## PROBLEM:
Every line below from the one containing "let data = generate_data(&GenerateOptions" through the one containing "0.0]], None, None);" must be transcribed exactly. Omit all lines outside that stretch.

## PROVIDED ENTRIES:
**********

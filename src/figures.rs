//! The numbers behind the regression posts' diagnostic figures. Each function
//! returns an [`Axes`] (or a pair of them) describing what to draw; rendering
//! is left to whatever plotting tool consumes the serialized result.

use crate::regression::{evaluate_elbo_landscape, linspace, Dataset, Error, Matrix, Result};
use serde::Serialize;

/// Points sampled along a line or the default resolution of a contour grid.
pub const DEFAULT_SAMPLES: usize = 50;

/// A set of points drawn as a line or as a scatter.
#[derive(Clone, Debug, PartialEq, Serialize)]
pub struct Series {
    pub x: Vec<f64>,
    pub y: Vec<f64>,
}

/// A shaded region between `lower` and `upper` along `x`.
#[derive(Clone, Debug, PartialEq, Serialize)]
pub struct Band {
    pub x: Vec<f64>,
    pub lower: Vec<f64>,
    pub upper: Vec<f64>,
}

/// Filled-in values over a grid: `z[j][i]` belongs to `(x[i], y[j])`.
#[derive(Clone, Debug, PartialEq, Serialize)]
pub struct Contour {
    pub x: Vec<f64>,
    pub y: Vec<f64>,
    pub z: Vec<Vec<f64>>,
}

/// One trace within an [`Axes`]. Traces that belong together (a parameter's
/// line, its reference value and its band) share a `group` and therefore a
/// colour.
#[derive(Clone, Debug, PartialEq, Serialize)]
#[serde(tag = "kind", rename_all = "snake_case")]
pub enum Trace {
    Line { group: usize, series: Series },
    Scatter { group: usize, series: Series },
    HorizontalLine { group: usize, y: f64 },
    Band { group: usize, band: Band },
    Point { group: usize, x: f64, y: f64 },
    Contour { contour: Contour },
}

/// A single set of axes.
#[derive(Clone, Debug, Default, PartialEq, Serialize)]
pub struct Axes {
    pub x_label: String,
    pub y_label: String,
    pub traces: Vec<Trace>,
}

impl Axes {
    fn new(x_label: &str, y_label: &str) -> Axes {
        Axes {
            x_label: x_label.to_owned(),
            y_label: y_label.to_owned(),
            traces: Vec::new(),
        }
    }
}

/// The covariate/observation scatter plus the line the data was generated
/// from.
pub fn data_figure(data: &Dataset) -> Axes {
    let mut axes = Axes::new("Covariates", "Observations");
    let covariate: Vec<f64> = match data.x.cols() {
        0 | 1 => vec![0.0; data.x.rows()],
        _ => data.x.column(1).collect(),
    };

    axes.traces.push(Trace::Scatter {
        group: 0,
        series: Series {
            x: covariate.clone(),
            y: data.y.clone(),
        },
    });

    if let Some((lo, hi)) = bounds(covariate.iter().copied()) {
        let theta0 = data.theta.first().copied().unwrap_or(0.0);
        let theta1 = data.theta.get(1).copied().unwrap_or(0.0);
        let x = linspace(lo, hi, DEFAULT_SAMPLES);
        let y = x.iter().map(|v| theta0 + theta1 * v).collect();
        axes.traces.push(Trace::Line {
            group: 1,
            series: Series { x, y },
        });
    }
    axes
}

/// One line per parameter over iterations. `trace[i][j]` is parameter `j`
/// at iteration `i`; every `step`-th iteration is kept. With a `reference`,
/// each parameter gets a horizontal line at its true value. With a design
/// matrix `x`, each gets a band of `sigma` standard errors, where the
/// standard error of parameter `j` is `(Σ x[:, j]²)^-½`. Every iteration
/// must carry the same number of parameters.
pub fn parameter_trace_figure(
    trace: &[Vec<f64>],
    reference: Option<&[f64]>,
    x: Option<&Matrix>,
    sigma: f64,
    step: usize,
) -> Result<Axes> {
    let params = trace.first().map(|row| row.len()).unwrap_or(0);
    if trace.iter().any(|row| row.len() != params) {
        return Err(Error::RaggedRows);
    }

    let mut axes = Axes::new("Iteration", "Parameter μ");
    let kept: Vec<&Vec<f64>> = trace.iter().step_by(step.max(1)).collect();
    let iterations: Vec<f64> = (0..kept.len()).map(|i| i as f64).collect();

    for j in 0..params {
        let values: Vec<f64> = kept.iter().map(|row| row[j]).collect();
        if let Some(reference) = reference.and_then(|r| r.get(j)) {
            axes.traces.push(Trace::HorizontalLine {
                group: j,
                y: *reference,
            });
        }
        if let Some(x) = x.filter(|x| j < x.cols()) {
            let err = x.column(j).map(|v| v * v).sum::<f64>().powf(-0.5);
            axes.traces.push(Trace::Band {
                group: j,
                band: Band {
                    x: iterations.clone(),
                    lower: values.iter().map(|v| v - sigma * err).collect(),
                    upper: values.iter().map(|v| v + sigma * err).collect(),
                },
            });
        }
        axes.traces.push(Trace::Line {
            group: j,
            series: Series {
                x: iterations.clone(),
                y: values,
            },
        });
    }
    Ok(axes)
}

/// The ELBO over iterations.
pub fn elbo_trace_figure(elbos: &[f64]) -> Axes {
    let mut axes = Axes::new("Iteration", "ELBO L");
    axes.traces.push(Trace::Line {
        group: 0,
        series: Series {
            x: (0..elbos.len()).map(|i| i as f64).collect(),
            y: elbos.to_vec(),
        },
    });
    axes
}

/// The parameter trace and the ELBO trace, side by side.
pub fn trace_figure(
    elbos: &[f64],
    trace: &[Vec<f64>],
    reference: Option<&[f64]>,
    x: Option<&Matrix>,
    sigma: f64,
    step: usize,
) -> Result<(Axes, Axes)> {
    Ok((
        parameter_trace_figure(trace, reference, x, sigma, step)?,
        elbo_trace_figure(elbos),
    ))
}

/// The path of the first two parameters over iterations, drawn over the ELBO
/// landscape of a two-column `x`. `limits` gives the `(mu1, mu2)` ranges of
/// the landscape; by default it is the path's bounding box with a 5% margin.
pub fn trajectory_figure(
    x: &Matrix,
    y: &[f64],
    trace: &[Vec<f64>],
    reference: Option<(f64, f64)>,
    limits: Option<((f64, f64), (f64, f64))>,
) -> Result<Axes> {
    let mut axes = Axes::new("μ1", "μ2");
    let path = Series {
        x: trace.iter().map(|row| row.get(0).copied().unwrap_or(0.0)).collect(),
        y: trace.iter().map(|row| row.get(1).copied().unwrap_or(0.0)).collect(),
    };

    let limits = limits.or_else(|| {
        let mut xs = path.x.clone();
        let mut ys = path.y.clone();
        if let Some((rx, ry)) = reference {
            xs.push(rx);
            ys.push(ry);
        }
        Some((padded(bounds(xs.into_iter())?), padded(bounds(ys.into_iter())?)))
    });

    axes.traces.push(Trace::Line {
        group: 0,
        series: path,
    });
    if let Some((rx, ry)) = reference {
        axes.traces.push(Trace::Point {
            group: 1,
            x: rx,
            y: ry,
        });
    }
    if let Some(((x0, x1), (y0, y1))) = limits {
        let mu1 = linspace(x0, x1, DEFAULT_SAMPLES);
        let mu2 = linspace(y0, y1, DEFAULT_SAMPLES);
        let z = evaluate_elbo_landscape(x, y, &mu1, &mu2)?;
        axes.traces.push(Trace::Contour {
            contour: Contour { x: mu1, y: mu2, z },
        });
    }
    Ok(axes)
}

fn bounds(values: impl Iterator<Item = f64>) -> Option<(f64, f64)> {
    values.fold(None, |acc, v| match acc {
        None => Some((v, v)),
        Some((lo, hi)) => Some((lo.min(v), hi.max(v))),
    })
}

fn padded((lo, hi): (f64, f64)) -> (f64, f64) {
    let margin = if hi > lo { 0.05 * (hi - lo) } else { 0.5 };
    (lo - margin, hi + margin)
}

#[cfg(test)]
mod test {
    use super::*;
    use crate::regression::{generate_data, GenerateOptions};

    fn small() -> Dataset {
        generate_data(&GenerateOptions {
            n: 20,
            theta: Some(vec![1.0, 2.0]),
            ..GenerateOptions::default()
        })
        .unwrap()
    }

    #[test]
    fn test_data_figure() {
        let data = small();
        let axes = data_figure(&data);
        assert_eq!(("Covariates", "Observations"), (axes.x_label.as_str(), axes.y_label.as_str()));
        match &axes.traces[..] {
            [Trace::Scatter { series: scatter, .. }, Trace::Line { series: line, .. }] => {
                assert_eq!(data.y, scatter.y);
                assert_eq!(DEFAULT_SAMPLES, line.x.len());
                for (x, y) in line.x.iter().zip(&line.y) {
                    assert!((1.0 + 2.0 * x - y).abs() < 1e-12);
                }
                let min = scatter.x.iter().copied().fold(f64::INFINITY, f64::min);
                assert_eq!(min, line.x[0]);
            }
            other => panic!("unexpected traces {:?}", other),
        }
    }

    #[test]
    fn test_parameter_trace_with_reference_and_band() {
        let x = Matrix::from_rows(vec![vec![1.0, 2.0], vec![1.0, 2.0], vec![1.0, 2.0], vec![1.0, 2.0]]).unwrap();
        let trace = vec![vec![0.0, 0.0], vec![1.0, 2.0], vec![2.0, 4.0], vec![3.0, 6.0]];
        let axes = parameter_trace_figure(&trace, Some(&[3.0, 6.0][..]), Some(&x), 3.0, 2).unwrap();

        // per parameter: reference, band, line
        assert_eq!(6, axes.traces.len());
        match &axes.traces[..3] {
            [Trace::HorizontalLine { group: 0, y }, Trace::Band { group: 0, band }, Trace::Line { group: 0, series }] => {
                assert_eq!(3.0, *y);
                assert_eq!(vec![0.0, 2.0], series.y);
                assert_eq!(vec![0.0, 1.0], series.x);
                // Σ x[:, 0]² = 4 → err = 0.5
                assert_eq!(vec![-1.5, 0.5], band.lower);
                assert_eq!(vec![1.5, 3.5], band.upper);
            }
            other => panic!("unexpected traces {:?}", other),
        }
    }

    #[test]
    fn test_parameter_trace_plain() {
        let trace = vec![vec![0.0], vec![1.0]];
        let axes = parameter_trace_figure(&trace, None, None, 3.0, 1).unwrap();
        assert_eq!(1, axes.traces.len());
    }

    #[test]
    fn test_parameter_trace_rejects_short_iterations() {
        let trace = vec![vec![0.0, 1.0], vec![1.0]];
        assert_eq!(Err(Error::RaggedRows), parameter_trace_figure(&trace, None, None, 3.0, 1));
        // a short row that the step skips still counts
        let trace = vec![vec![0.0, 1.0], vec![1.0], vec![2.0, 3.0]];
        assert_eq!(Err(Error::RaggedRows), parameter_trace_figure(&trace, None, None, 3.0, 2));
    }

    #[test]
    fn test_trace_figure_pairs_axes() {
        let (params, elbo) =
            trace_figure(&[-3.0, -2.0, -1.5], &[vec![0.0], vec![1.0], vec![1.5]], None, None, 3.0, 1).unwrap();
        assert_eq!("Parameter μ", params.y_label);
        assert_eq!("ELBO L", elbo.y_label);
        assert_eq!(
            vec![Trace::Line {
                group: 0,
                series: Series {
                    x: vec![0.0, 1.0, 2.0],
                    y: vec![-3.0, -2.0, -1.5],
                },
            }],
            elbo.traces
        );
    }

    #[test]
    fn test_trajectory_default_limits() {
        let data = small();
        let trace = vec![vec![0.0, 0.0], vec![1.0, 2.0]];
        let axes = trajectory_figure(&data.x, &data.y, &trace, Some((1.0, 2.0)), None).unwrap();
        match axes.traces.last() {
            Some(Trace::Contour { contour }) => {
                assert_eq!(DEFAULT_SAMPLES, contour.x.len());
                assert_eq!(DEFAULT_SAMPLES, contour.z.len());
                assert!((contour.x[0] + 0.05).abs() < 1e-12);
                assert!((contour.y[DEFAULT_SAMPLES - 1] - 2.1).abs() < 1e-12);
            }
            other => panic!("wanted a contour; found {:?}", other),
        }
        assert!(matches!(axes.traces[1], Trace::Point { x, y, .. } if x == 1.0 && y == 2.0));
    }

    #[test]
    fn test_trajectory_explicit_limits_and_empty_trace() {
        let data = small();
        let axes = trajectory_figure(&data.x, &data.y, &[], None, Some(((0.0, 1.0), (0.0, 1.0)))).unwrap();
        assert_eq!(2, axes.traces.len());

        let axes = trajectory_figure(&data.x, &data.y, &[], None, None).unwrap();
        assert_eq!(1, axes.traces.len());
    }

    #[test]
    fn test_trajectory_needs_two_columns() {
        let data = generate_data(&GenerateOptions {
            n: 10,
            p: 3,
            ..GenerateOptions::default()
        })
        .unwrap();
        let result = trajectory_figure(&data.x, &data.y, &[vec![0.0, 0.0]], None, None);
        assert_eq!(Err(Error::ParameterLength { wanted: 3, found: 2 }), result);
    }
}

**********

## EXERCISE ANSWER:
        let data = generate_data(&GenerateOptions {
            n: 10,
            p: 3,
            ..GenerateOptions::default()
        })
        .unwrap();
        let result = trajectory_figure(&data.x, &data.y, &[vec![0.0, 0.0]], None, None);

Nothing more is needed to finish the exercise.